**Data records:**
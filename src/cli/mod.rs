//! Command-line interface handling

mod args;

pub use args::Cli;

use clap::error::ErrorKind;
use clap::Parser;

/// Outcome of reading the command line
pub enum Invocation {
    /// Arguments parsed; run the pipeline
    Run(Cli),
    /// Help, version or a usage error was printed; exit with this code
    Exit(u8),
}

/// Parse process arguments.
///
/// `--help`/`--version` exit 0, any usage error exits 1.
pub fn parse_args() -> Invocation {
    match Cli::try_parse() {
        Ok(cli) => Invocation::Run(cli),
        Err(err) => {
            let code = match err.kind() {
                ErrorKind::DisplayHelp | ErrorKind::DisplayVersion => 0,
                _ => 1,
            };
            let _ = err.print();
            Invocation::Exit(code)
        }
    }
}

**Problem details:**
Return only the lines running from the line with "with this code" to the last line of the records, both included, exactly as written.

**Response to this task:**
    /// Help, version or a usage error was printed; exit with this code
    Exit(u8),
}

/// Parse process arguments.
///
/// `--help`/`--version` exit 0, any usage error exits 1.
pub fn parse_args() -> Invocation {
    match Cli::try_parse() {
        Ok(cli) => Invocation::Run(cli),
        Err(err) => {
            let code = match err.kind() {
                ErrorKind::DisplayHelp | ErrorKind::DisplayVersion => 0,
                _ => 1,
            };
            let _ = err.print();
            Invocation::Exit(code)
        }
    }
}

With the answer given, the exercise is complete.